» **Data for review**
//! Analyses built on the dataflow solver.

pub mod consts;
pub mod copies;
pub mod dom;
pub mod liveness;

pub use consts::{ConstAnalysis, ConstFact};
pub use copies::{CopyAnalysis, ReachingCopies};
pub use dom::{DominatorAnalysis, Dominators};
pub use liveness::{LiveVars, Liveness};
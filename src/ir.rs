//! Three-address-code intermediate representation.
//!
//! A function body is a control-flow graph of blocks. Each block owns
//! a doubly linked list of instructions; the instructions themselves
//! (and their links) live in one arena per function, so that lists can
//! be split, spliced and edited in place without moving anything.

use crate::declare_entity;

declare_entity!(Block, "block");
declare_entity!(Inst, "inst");
declare_entity!(Var, "v");

mod display;
pub use display::*;
mod func;
pub use func::*;
mod inst;
pub use inst::*;
mod list;
pub use list::*;
mod patch;
pub use patch::*;
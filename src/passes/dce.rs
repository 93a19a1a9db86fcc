//! Dead code elimination.

use crate::analysis::{LiveVars, Liveness};
use crate::cfg::CFGInfo;
use crate::ir::*;
use crate::pass::Analysis;
use crate::passes::Fuel;

/// Remove pure, non-trapping instructions whose result is never read,
/// and every instruction but labels in unreachable blocks. Variables
/// living in memory are never considered dead. Returns the number of
/// instructions removed.
pub fn run(body: &mut FunctionBody, fuel: &mut Fuel) -> usize {
    let cfg = CFGInfo::new(body);
    let liveness = Liveness::compute(body);
    let in_memory = body.address_taken();

    let blocks = body.blocks.iter().collect::<Vec<_>>();
    for block in blocks {
        let insts = body.block_insts_rev(block).collect::<Vec<_>>();

        if !cfg.is_reachable(block) {
            for inst in insts {
                if !body.insts[inst].kind.is_label() && fuel.consume() {
                    log::trace!("dce: unreachable {}", body.inst_display(inst));
                    body.insts[inst].mark = true;
                }
            }
            continue;
        }

        // Walk backward keeping the live set exact, so a chain of dead
        // definitions within the block goes in one pass.
        let mut live = liveness.live_out(block).clone();
        for inst in insts {
            let kind = &body.insts[inst].kind;
            let dead = match kind.def() {
                Some(dst) => {
                    kind.is_pure()
                        && !kind.can_trap()
                        && !live.contains(&dst)
                        && !in_memory.contains(&dst)
                }
                None => false,
            };
            if dead && fuel.consume() {
                log::trace!("dce: dead {}", body.inst_display(inst));
                body.insts[inst].mark = true;
                continue;
            }
            LiveVars.transfer_inst(&mut live, body, inst);
        }
    }

    let removed = body.remove_marked();
    log::debug!("dce: removed {} instructions from {}", removed, body.name);
    removed
}
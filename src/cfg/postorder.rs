//! Fast postorder computation.

// Borrowed from regalloc2's postorder.rs, which is also Apache-2.0
// with LLVM-exception.

use crate::entity::PerEntity;
use crate::ir::Block;
use smallvec::SmallVec;

/// Postorder of the blocks reachable from `entry`. Successors are
/// visited in the order `succ_blocks` lists them. The DFS keeps an
/// explicit stack, so deep CFGs cannot overflow the call stack.
pub fn calculate<'a, SuccFn: Fn(Block) -> &'a [Block]>(
    entry: Block,
    succ_blocks: SuccFn,
) -> Vec<Block> {
    let mut ret = vec![];
    let mut visited: PerEntity<Block, bool> = PerEntity::default();

    // (block, its successors, index of the next successor to try)
    let mut stack: SmallVec<[(Block, &'a [Block], usize); 64]> = SmallVec::new();

    visited[entry] = true;
    stack.push((entry, succ_blocks(entry), 0));

    while let Some((block, succs, next)) = stack.last_mut() {
        match succs.get(*next) {
            Some(&succ) => {
                *next += 1;
                if !visited[succ] {
                    visited[succ] = true;
                    stack.push((succ, succ_blocks(succ), 0));
                }
            }
            None => {
                log::trace!("postorder: finished {}", block);
                ret.push(*block);
                stack.pop();
            }
        }
    }

    ret
}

» **Required work**
Please find every line in the records that contains the word "stack", and copy it out.

» **Answer box**
/// explicit stack, so deep CFGs cannot overflow the call stack.
    let mut stack: SmallVec<[(Block, &'a [Block], usize); 64]> = SmallVec::new();
    stack.push((entry, succ_blocks(entry), 0));
    while let Some((block, succs, next)) = stack.last_mut() {
                    stack.push((succ, succ_blocks(succ), 0));
                stack.pop();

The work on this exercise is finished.